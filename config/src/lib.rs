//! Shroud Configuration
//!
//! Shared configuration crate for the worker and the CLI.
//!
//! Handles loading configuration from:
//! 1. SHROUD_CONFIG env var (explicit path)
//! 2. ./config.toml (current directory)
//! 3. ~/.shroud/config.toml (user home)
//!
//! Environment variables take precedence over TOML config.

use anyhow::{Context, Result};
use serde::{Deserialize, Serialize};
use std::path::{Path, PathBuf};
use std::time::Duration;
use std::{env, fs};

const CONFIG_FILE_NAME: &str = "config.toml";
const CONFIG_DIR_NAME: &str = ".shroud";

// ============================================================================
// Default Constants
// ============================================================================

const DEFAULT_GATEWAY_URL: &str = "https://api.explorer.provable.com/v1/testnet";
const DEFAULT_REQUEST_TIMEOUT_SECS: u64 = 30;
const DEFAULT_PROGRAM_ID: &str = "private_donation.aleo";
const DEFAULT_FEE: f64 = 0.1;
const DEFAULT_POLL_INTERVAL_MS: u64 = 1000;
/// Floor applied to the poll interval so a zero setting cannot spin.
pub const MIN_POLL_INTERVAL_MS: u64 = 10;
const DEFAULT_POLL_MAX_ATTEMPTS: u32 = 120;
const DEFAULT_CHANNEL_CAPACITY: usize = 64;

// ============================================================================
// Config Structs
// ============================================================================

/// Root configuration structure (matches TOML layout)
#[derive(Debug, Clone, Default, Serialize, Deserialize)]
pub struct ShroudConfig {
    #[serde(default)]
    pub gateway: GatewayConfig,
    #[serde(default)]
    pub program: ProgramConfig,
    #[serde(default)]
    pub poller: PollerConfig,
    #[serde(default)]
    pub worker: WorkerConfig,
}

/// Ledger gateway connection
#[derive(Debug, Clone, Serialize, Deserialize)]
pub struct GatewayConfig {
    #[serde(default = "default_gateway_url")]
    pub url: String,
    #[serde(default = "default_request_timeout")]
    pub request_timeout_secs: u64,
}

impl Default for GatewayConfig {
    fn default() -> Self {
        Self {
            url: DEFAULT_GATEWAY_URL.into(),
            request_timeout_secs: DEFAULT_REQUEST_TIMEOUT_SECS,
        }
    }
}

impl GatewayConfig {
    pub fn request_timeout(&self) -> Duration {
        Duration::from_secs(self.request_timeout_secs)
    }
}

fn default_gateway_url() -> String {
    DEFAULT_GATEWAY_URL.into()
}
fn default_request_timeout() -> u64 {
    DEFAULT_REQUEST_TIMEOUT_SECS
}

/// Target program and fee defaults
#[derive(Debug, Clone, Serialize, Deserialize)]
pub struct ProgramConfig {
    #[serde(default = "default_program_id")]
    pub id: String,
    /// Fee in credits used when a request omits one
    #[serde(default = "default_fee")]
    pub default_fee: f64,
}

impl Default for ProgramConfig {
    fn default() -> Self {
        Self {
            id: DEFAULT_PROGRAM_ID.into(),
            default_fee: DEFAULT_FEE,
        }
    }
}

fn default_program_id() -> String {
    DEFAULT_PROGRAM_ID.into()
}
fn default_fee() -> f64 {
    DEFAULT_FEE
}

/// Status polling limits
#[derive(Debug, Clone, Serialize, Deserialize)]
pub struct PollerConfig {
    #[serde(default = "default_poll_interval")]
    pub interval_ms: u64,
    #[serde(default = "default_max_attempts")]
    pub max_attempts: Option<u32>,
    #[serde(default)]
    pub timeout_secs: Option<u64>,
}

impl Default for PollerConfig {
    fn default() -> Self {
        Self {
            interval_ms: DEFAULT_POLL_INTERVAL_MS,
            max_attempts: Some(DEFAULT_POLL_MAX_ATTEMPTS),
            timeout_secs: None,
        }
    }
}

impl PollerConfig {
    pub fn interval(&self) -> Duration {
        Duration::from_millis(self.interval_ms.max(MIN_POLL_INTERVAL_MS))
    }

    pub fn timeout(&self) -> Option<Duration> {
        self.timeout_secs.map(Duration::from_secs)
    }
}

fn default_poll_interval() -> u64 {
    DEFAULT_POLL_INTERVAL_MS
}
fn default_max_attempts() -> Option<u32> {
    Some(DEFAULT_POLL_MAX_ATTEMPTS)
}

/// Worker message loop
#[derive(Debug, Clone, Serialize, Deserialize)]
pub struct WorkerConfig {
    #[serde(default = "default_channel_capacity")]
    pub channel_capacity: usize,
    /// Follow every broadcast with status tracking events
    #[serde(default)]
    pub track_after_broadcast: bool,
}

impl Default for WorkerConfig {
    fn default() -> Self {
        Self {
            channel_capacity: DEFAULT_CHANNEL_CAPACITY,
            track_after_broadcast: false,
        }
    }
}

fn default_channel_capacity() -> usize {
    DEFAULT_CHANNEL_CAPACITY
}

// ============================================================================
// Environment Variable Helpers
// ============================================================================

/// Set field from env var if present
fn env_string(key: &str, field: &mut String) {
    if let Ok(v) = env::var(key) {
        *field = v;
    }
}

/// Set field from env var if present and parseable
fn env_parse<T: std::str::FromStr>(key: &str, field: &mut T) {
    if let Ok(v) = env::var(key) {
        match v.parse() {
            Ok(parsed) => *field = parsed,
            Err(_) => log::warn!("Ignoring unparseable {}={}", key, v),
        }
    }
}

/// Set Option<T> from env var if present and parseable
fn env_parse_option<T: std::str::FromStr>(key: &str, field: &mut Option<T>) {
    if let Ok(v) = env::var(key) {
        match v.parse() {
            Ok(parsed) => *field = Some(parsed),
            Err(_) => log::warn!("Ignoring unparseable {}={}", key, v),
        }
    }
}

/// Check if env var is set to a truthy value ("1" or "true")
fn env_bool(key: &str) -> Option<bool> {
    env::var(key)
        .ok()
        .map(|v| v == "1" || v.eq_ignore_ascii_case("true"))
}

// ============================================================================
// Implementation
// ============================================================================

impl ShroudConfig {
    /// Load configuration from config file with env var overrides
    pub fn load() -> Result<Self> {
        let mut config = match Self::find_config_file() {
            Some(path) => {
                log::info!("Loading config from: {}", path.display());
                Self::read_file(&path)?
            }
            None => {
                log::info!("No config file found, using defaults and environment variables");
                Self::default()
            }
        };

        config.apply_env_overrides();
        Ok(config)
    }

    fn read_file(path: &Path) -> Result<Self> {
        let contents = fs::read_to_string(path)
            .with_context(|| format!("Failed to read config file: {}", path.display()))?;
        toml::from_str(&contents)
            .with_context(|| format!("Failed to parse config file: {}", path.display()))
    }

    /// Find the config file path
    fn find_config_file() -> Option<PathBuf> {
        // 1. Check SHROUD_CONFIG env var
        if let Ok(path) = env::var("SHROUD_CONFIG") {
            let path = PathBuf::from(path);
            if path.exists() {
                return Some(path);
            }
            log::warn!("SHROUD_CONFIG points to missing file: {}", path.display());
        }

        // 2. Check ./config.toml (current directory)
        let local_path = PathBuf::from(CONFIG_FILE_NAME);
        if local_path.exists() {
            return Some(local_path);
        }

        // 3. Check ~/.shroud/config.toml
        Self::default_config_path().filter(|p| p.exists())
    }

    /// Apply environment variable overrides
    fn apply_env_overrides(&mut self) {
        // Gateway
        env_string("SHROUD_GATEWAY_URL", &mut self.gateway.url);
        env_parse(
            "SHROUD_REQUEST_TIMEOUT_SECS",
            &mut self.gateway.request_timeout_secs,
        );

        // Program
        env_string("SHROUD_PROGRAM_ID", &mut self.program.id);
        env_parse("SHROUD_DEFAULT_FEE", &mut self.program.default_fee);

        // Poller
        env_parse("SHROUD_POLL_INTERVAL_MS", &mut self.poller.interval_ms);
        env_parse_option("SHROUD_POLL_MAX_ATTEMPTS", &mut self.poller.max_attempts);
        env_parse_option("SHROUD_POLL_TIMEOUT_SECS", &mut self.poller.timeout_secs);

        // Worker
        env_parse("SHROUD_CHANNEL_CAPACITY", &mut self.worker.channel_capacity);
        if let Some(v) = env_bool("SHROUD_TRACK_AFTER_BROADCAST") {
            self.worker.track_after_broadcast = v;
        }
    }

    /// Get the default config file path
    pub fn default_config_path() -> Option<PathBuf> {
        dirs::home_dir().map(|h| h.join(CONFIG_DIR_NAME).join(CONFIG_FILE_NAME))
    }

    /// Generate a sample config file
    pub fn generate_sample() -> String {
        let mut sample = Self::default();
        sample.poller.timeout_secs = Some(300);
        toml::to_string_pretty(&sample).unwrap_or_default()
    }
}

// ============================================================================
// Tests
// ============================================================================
++++++++++
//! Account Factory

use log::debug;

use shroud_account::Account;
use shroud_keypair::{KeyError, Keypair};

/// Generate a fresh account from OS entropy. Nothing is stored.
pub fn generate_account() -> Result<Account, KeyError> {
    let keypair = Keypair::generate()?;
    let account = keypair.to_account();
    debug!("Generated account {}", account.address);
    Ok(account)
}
++++++++++
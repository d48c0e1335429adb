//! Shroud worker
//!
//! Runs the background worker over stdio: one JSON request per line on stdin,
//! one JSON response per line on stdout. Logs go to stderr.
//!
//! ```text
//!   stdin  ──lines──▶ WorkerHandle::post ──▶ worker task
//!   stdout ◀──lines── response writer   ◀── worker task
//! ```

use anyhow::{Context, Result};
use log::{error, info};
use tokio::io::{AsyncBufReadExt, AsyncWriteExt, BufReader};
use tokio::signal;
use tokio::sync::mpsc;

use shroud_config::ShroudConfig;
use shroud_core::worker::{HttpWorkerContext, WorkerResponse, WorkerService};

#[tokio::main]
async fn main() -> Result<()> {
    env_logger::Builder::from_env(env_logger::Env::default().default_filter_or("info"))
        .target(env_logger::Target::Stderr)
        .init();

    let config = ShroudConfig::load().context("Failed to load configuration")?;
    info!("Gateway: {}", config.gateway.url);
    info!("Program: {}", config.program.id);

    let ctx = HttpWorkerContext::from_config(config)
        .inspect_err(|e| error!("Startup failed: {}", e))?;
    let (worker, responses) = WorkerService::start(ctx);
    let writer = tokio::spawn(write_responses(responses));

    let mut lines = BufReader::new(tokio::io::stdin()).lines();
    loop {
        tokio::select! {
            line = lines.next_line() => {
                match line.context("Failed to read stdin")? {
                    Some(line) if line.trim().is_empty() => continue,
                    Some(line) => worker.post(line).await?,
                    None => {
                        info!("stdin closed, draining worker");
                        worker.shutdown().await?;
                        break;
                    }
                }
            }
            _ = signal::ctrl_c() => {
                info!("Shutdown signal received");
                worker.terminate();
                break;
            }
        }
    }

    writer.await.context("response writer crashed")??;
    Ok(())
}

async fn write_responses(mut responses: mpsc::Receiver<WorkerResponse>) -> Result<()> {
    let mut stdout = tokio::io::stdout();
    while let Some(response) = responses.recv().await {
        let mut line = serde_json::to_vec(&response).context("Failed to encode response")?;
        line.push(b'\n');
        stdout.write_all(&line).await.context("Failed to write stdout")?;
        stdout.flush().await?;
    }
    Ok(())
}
++++++++++
## Exercise brief
From the listing above, the lines starting with the one that has "const CONFIG_FILE_NAME: &str" and running through the one that has "const DEFAULT_CHANNEL_CAPACITY: usize = 64;" should be copied exactly, ends included.

## Your response
const CONFIG_FILE_NAME: &str = "config.toml";
const CONFIG_DIR_NAME: &str = ".shroud";

// ============================================================================
// Default Constants
// ============================================================================

const DEFAULT_GATEWAY_URL: &str = "https://api.explorer.provable.com/v1/testnet";
const DEFAULT_REQUEST_TIMEOUT_SECS: u64 = 30;
const DEFAULT_PROGRAM_ID: &str = "private_donation.aleo";
const DEFAULT_FEE: f64 = 0.1;
const DEFAULT_POLL_INTERVAL_MS: u64 = 1000;
/// Floor applied to the poll interval so a zero setting cannot spin.
pub const MIN_POLL_INTERVAL_MS: u64 = 10;
const DEFAULT_POLL_MAX_ATTEMPTS: u32 = 120;
const DEFAULT_CHANNEL_CAPACITY: usize = 64;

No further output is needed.